ASSIGNMENT: Reproduce exactly the opening lines of the listing, stopping after the line that contains "live in the" and including it.

DATA TO USE:

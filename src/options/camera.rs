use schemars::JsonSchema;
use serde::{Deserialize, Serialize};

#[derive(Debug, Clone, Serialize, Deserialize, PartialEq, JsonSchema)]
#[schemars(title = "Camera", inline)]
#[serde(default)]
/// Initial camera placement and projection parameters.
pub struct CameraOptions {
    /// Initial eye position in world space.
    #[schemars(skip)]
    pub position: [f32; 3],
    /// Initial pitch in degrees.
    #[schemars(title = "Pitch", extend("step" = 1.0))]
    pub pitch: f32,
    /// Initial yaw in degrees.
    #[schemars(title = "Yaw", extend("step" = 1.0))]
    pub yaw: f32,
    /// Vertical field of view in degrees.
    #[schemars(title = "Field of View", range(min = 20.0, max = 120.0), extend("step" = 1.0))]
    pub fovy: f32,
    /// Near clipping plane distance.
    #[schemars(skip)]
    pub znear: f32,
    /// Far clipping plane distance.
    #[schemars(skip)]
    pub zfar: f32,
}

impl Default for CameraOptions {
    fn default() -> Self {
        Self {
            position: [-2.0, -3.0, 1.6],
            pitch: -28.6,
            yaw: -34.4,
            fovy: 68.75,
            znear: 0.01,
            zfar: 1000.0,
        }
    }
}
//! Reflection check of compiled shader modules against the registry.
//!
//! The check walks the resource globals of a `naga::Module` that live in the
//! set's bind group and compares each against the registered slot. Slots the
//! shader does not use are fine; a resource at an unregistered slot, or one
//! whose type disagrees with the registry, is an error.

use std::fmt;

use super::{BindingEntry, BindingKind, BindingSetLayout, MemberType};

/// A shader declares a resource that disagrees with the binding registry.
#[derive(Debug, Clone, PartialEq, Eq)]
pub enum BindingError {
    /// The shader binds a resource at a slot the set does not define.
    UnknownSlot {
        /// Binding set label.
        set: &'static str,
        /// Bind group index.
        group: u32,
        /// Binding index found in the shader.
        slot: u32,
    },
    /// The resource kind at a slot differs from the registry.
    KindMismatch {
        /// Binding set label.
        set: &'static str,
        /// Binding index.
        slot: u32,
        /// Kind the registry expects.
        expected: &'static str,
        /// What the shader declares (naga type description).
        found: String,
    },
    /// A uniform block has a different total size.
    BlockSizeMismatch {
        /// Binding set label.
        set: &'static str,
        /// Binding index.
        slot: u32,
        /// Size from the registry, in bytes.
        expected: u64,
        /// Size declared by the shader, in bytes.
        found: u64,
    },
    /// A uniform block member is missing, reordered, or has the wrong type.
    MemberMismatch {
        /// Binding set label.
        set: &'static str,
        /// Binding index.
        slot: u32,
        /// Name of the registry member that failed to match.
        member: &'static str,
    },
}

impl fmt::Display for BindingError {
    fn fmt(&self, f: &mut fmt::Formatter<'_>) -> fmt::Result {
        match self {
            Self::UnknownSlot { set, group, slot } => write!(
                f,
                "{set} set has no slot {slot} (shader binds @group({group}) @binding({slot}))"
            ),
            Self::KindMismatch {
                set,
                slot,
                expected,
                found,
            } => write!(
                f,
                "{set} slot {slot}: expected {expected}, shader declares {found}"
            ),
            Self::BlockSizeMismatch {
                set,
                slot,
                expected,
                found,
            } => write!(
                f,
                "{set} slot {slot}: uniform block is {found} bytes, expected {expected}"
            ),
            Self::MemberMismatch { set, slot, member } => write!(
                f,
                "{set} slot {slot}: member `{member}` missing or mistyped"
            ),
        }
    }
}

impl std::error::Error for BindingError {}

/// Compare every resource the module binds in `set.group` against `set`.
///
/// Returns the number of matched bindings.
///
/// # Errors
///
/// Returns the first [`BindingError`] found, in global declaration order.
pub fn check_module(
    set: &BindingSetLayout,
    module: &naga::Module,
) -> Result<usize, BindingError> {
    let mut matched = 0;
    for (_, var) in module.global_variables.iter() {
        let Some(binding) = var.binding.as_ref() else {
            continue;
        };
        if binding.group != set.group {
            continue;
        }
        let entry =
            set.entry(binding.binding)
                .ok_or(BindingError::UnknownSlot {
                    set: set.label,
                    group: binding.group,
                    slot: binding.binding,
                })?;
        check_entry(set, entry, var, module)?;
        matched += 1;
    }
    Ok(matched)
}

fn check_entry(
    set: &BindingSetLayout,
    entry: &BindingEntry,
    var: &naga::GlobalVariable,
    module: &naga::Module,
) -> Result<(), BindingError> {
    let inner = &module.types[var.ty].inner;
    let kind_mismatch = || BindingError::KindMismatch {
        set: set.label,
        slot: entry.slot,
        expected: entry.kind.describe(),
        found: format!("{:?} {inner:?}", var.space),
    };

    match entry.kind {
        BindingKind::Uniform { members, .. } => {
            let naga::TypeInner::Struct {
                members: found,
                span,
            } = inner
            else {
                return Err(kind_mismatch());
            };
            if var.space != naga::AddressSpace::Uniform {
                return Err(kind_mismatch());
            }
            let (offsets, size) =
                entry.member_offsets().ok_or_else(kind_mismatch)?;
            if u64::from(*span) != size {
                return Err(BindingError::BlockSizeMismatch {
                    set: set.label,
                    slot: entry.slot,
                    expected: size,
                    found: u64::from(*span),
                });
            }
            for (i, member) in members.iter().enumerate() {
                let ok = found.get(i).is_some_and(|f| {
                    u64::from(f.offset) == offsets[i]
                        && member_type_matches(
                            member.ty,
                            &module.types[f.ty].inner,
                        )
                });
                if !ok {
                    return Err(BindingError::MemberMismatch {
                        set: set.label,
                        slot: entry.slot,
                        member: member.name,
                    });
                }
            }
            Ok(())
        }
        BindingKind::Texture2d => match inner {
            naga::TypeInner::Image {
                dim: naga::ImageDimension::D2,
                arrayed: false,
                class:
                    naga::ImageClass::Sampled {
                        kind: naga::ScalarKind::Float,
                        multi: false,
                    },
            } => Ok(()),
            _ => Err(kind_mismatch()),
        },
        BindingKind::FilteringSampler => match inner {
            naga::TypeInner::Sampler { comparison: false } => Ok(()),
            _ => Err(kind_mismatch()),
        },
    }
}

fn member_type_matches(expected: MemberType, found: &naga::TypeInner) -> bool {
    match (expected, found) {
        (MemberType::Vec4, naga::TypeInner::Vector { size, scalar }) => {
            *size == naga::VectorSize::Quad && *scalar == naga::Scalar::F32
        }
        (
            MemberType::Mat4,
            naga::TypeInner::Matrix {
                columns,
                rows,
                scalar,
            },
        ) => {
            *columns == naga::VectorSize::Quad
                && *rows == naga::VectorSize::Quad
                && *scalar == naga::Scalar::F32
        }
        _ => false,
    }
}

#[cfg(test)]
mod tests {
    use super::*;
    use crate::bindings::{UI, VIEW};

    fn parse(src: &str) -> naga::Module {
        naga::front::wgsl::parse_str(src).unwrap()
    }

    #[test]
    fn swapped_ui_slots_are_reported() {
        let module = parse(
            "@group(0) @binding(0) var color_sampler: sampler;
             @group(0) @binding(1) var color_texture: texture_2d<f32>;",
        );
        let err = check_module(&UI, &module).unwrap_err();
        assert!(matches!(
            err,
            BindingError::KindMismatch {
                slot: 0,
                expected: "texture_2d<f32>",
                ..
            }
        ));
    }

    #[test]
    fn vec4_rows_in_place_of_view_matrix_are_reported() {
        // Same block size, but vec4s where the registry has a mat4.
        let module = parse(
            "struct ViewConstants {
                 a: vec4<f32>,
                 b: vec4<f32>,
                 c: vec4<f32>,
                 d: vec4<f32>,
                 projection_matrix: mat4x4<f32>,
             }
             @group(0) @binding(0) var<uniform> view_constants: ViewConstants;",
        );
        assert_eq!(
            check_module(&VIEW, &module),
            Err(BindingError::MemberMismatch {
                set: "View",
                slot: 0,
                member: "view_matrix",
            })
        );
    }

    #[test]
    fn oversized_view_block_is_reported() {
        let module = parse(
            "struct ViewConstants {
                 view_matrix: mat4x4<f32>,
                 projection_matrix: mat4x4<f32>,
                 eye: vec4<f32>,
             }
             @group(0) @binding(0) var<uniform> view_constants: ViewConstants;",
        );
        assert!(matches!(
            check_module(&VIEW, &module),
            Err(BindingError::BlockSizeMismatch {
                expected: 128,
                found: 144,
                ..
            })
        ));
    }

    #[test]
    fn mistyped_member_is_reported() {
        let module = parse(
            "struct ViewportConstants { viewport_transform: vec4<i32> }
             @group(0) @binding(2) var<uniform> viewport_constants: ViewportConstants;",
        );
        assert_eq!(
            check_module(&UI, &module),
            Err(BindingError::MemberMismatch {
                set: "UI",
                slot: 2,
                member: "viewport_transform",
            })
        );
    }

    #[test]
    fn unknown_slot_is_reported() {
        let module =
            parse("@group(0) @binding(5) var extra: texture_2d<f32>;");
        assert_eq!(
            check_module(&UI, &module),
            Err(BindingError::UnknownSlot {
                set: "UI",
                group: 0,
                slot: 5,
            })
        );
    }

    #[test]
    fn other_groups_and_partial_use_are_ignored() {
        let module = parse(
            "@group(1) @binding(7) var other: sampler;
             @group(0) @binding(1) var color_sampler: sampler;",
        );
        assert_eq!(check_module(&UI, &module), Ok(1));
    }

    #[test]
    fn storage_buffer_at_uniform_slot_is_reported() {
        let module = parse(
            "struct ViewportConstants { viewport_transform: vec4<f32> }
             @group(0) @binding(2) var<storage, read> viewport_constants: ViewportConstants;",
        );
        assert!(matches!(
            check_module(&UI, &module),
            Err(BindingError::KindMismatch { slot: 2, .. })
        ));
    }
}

SOLUTION BELOW:
filename src/options/camera.rs
use schemars::JsonSchema;
use serde::{Deserialize, Serialize};

#[derive(Debug, Clone, Serialize, Deserialize, PartialEq, JsonSchema)]
#[schemars(title = "Camera", inline)]
#[serde(default)]
/// Initial camera placement and projection parameters.
pub struct CameraOptions {
    /// Initial eye position in world space.
    #[schemars(skip)]
    pub position: [f32; 3],
    /// Initial pitch in degrees.
    #[schemars(title = "Pitch", extend("step" = 1.0))]
    pub pitch: f32,
    /// Initial yaw in degrees.
    #[schemars(title = "Yaw", extend("step" = 1.0))]
    pub yaw: f32,
    /// Vertical field of view in degrees.
    #[schemars(title = "Field of View", range(min = 20.0, max = 120.0), extend("step" = 1.0))]
    pub fovy: f32,
    /// Near clipping plane distance.
    #[schemars(skip)]
    pub znear: f32,
    /// Far clipping plane distance.
    #[schemars(skip)]
    pub zfar: f32,
}

impl Default for CameraOptions {
    fn default() -> Self {
        Self {
            position: [-2.0, -3.0, 1.6],
            pitch: -28.6,
            yaw: -34.4,
            fovy: 68.75,
            znear: 0.01,
            zfar: 1000.0,
        }
    }
}
//! Reflection check of compiled shader modules against the registry.
//!
//! The check walks the resource globals of a `naga::Module` that live in the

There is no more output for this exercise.